# About this exercise
Will you transcribe the entries that follow, exactly and in full?

(Records contained in a dataset)
--
use gluesql_derive::{FromGlueSqlRow, ReflectGlueSqlRow, ToGlueSqlRow};
use std::str::FromStr;
use trading_model::AssetType;

pub const ASSET_ROUTER: &str = "asset_router";

/// which table holds a sid
#[derive(Debug, Clone, FromGlueSqlRow, ReflectGlueSqlRow, ToGlueSqlRow, PartialEq, Eq)]
pub struct DbRowAssetRouter {
    pub sid: u64,
    pub asset_type: String,
}

impl DbRowAssetRouter {
    pub fn new(sid: u64, asset_type: AssetType) -> Self {
        Self {
            sid,
            asset_type: asset_type.to_string(),
        }
    }
    pub fn asset_type(&self) -> eyre::Result<AssetType> {
        AssetType::from_str(&self.asset_type).map_err(|e| eyre::eyre!("sid {}: {e}", self.sid))
    }
}
pub mod batch;
pub mod gluesql;
pub mod log;
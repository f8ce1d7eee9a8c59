use std::fs::File;
use std::path::Path;
use std::str::FromStr;

use eyre::eyre;
use serde::{Deserialize, Serialize};
use tracing::level_filters::LevelFilter;
use tracing_subscriber::EnvFilter;

/// `detail` also keeps the storage engine's own trace output.
#[derive(Default, Debug, Clone, Copy, Serialize, Deserialize, PartialEq, Eq)]
#[serde(rename_all = "lowercase")]
pub enum LogLevel {
    #[default]
    Off,
    Error,
    Warn,
    Info,
    Debug,
    Trace,
    Detail,
}

impl LogLevel {
    pub fn level_filter(&self) -> LevelFilter {
        match self {
            LogLevel::Off => LevelFilter::OFF,
            LogLevel::Error => LevelFilter::ERROR,
            LogLevel::Warn => LevelFilter::WARN,
            LogLevel::Info => LevelFilter::INFO,
            LogLevel::Debug => LevelFilter::DEBUG,
            LogLevel::Trace | LogLevel::Detail => LevelFilter::TRACE,
        }
    }
}

impl FromStr for LogLevel {
    type Err = eyre::Error;
    fn from_str(s: &str) -> Result<Self, Self::Err> {
        let level = s.to_ascii_lowercase();
        parse_level(&level).ok_or_else(|| eyre!("Invalid log level: {}", s))
    }
}

fn parse_level(s: &str) -> Option<LogLevel> {
    [
        ("off", LogLevel::Off),
        ("error", LogLevel::Error),
        ("warn", LogLevel::Warn),
        ("info", LogLevel::Info),
        ("debug", LogLevel::Debug),
        ("trace", LogLevel::Trace),
        ("detail", LogLevel::Detail),
    ]
    .into_iter()
    .find(|(name, _)| *name == s)
    .map(|(_, level)| level)
}

/// sqlparser, sled and gluesql are capped at info unless `detail` is asked for
fn build_env_filter(log_level: LogLevel) -> eyre::Result<EnvFilter> {
    let mut filter = EnvFilter::from_default_env().add_directive(log_level.level_filter().into());
    if log_level != LogLevel::Detail {
        for target in ["sqlparser", "sled", "gluesql_core"] {
            filter = filter.add_directive(format!("{target}=info").parse()?);
        }
    }
    Ok(filter)
}

/// Installs the global tracing subscriber and routes panics to it. `off` installs nothing.
pub fn setup_logs(log_level: LogLevel) -> eyre::Result<()> {
    if log_level == LogLevel::Off {
        return Ok(());
    }
    tracing_subscriber::fmt()
        .with_thread_names(true)
        .with_line_number(true)
        .with_env_filter(build_env_filter(log_level)?)
        .try_init()
        .map_err(|e| eyre!("failed setting up logs: {e}"))?;
    log_panics::init();
    Ok(())
}

/// Creates and removes a probe file, the only reliable check of write access.
pub fn can_create_file_in_directory(directory: &Path) -> bool {
    let probe = directory.join(".write_probe");
    if File::create(&probe).is_err() {
        return false;
    }
    if let Err(err) = std::fs::remove_file(&probe) {
        tracing::warn!("Could not remove {}: {err}", probe.display());
    }
    true
}
use serde::Deserialize;

mod borrow;
mod engine;
mod portfolio;
mod rules;

pub use borrow::*;
pub use engine::*;
pub use portfolio::*;
pub use rules::*;

/// Accrual cadence of a fee, as named in the config.
#[derive(Debug, Clone, Copy, PartialEq, Eq, Default, Deserialize)]
#[serde(rename_all = "snake_case")]
pub enum RuleKind {
    #[default]
    MonthStart,
    WeekStart,
    EveryDay,
}
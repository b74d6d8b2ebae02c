//! Core types for the figserve plot cache
//!
//! This crate provides the shared foundation for the figserve ecosystem:
//! - Sanitized plot keys that map deterministically to artifact paths
//! - Artifact kinds and their on-disk naming scheme
//! - The figure directory layout (artifact dirs, lock dir, quota set)
//! - Runtime configuration resolved from the environment
//!
//! # Overview
//!
//! Everything figserve knows about the cache is reconstructed from the
//! filesystem: there is no persistent index. The types here encode the
//! deterministic mapping from a user-supplied identifier to exactly one
//! artifact path per (kind, DPI) pair, which is what makes directory scans
//! a sufficient source of truth.

mod error;

pub mod artifact;
pub mod config;
pub mod key;
pub mod paths;

// Re-export error types at crate root
pub use error::{Error, Result};

// Re-export main types
pub use artifact::ArtifactKind;
pub use config::Settings;
pub use key::PlotKey;
pub use paths::FigureLayout;
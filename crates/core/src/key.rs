//! Sanitized plot keys
//!
//! Artifact files are named after the identifier the user asked for (a gene
//! name, a feature id, ...). The raw input is untrusted, so it is reduced to
//! a filesystem-safe alphabet before it ever reaches a path: alphanumerics
//! plus `.`, `_` and `-` survive, everything else becomes `_`. The mapping
//! is deterministic and never produces an empty string or a path separator.

use crate::{Error, Result};
use serde::Serialize;
use std::fmt;

/// A sanitized, filesystem-safe plot identifier.
///
/// Constructed via [`PlotKey::new`]; the inner string is immutable after
/// sanitization, so a `PlotKey` can be embedded in file and lock names
/// without further escaping.
#[derive(Debug, Clone, PartialEq, Eq, Hash, Serialize)]
#[serde(transparent)]
pub struct PlotKey(String);

impl PlotKey {
    /// Sanitize a raw, user-supplied identifier into a plot key.
    ///
    /// # Errors
    ///
    /// Returns [`Error::BadInput`] when the trimmed input is empty.
    pub fn new(raw: &str) -> Result<Self> {
        let trimmed = raw.trim();
        if trimmed.is_empty() {
            return Err(Error::bad_input("plot key must not be empty"));
        }
        let safe = trimmed
            .chars()
            .map(|c| {
                if c.is_alphanumeric() || matches!(c, '.' | '_' | '-') {
                    c
                } else {
                    '_'
                }
            })
            .collect();
        Ok(Self(safe))
    }

    /// The sanitized key as a string slice.
    #[must_use]
    pub fn as_str(&self) -> &str {
        &self.0
    }
}

impl fmt::Display for PlotKey {
    fn fmt(&self, f: &mut fmt::Formatter<'_>) -> fmt::Result {
        f.write_str(&self.0)
    }
}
--
# Problem solution
use gluesql_derive::{FromGlueSqlRow, ReflectGlueSqlRow, ToGlueSqlRow};
use std::str::FromStr;
use trading_model::AssetType;

pub const ASSET_ROUTER: &str = "asset_router";

/// which table holds a sid
#[derive(Debug, Clone, FromGlueSqlRow, ReflectGlueSqlRow, ToGlueSqlRow, PartialEq, Eq)]
pub struct DbRowAssetRouter {
    pub sid: u64,
    pub asset_type: String,
}

impl DbRowAssetRouter {
    pub fn new(sid: u64, asset_type: AssetType) -> Self {
        Self {
            sid,
            asset_type: asset_type.to_string(),
        }
    }
    pub fn asset_type(&self) -> eyre::Result<AssetType> {
        AssetType::from_str(&self.asset_type).map_err(|e| eyre::eyre!("sid {}: {e}", self.sid))
    }
}
pub mod batch;
pub mod gluesql;
pub mod log;
repository f8ce1d7eee9a8c59
use std::fs::File;
use std::path::Path;
use std::str::FromStr;

use eyre::eyre;
use serde::{Deserialize, Serialize};
use tracing::level_filters::LevelFilter;
use tracing_subscriber::EnvFilter;

/// `detail` also keeps the storage engine's own trace output.
#[derive(Default, Debug, Clone, Copy, Serialize, Deserialize, PartialEq, Eq)]
#[serde(rename_all = "lowercase")]
pub enum LogLevel {
    #[default]
    Off,
    Error,
    Warn,
    Info,
    Debug,
    Trace,
    Detail,
}

impl LogLevel {
    pub fn level_filter(&self) -> LevelFilter {
        match self {
            LogLevel::Off => LevelFilter::OFF,
            LogLevel::Error => LevelFilter::ERROR,
            LogLevel::Warn => LevelFilter::WARN,
            LogLevel::Info => LevelFilter::INFO,
            LogLevel::Debug => LevelFilter::DEBUG,
            LogLevel::Trace | LogLevel::Detail => LevelFilter::TRACE,
        }
    }
}

impl FromStr for LogLevel {
    type Err = eyre::Error;
    fn from_str(s: &str) -> Result<Self, Self::Err> {
        let level = s.to_ascii_lowercase();
        parse_level(&level).ok_or_else(|| eyre!("Invalid log level: {}", s))
    }
}

fn parse_level(s: &str) -> Option<LogLevel> {
    [
        ("off", LogLevel::Off),
        ("error", LogLevel::Error),
        ("warn", LogLevel::Warn),
        ("info", LogLevel::Info),
        ("debug", LogLevel::Debug),
        ("trace", LogLevel::Trace),
        ("detail", LogLevel::Detail),
    ]
    .into_iter()
    .find(|(name, _)| *name == s)
    .map(|(_, level)| level)
}

/// sqlparser, sled and gluesql are capped at info unless `detail` is asked for
fn build_env_filter(log_level: LogLevel) -> eyre::Result<EnvFilter> {
    let mut filter = EnvFilter::from_default_env().add_directive(log_level.level_filter().into());
    if log_level != LogLevel::Detail {
        for target in ["sqlparser", "sled", "gluesql_core"] {
            filter = filter.add_directive(format!("{target}=info").parse()?);
        }
    }
    Ok(filter)
}

/// Installs the global tracing subscriber and routes panics to it. `off` installs nothing.
pub fn setup_logs(log_level: LogLevel) -> eyre::Result<()> {
    if log_level == LogLevel::Off {
        return Ok(());
    }
    tracing_subscriber::fmt()
        .with_thread_names(true)
        .with_line_number(true)
        .with_env_filter(build_env_filter(log_level)?)
        .try_init()
        .map_err(|e| eyre!("failed setting up logs: {e}"))?;
    log_panics::init();
    Ok(())
}

/// Creates and removes a probe file, the only reliable check of write access.
pub fn can_create_file_in_directory(directory: &Path) -> bool {
    let probe = directory.join(".write_probe");
    if File::create(&probe).is_err() {
        return false;
    }
    if let Err(err) = std::fs::remove_file(&probe) {
        tracing::warn!("Could not remove {}: {err}", probe.display());
    }
    true
}
use serde::Deserialize;

mod borrow;
mod engine;
mod portfolio;
mod rules;

pub use borrow::*;
pub use engine::*;
pub use portfolio::*;
pub use rules::*;

/// Accrual cadence of a fee, as named in the config.
#[derive(Debug, Clone, Copy, PartialEq, Eq, Default, Deserialize)]
#[serde(rename_all = "snake_case")]
pub enum RuleKind {
    #[default]
    MonthStart,
    WeekStart,
    EveryDay,
}
repository b74d6d8b2ebae02c
//! Core types for the figserve plot cache
//!
//! This crate provides the shared foundation for the figserve ecosystem:
//! - Sanitized plot keys that map deterministically to artifact paths
//! - Artifact kinds and their on-disk naming scheme
//! - The figure directory layout (artifact dirs, lock dir, quota set)
//! - Runtime configuration resolved from the environment
//!
//! # Overview
//!
//! Everything figserve knows about the cache is reconstructed from the
//! filesystem: there is no persistent index. The types here encode the
//! deterministic mapping from a user-supplied identifier to exactly one
//! artifact path per (kind, DPI) pair, which is what makes directory scans
//! a sufficient source of truth.

mod error;

pub mod artifact;
pub mod config;
pub mod key;
pub mod paths;

// Re-export error types at crate root
pub use error::{Error, Result};

// Re-export main types
pub use artifact::ArtifactKind;
pub use config::Settings;
pub use key::PlotKey;
pub use paths::FigureLayout;
filename crates/core/src/key.rs
//! Sanitized plot keys
//!
//! Artifact files are named after the identifier the user asked for (a gene
//! name, a feature id, ...). The raw input is untrusted, so it is reduced to
//! a filesystem-safe alphabet before it ever reaches a path: alphanumerics
//! plus `.`, `_` and `-` survive, everything else becomes `_`. The mapping
//! is deterministic and never produces an empty string or a path separator.

use crate::{Error, Result};
use serde::Serialize;
use std::fmt;

/// A sanitized, filesystem-safe plot identifier.
///
/// Constructed via [`PlotKey::new`]; the inner string is immutable after
/// sanitization, so a `PlotKey` can be embedded in file and lock names
/// without further escaping.
#[derive(Debug, Clone, PartialEq, Eq, Hash, Serialize)]
#[serde(transparent)]
pub struct PlotKey(String);

impl PlotKey {
    /// Sanitize a raw, user-supplied identifier into a plot key.
    ///
    /// # Errors
    ///
    /// Returns [`Error::BadInput`] when the trimmed input is empty.
    pub fn new(raw: &str) -> Result<Self> {
        let trimmed = raw.trim();
        if trimmed.is_empty() {
            return Err(Error::bad_input("plot key must not be empty"));
        }
        let safe = trimmed
            .chars()
            .map(|c| {
                if c.is_alphanumeric() || matches!(c, '.' | '_' | '-') {
                    c
                } else {
                    '_'
                }
            })
            .collect();
        Ok(Self(safe))
    }

    /// The sanitized key as a string slice.
    #[must_use]
    pub fn as_str(&self) -> &str {
        &self.0
    }
}

impl fmt::Display for PlotKey {
    fn fmt(&self, f: &mut fmt::Formatter<'_>) -> fmt::Result {
        f.write_str(&self.0)
    }
}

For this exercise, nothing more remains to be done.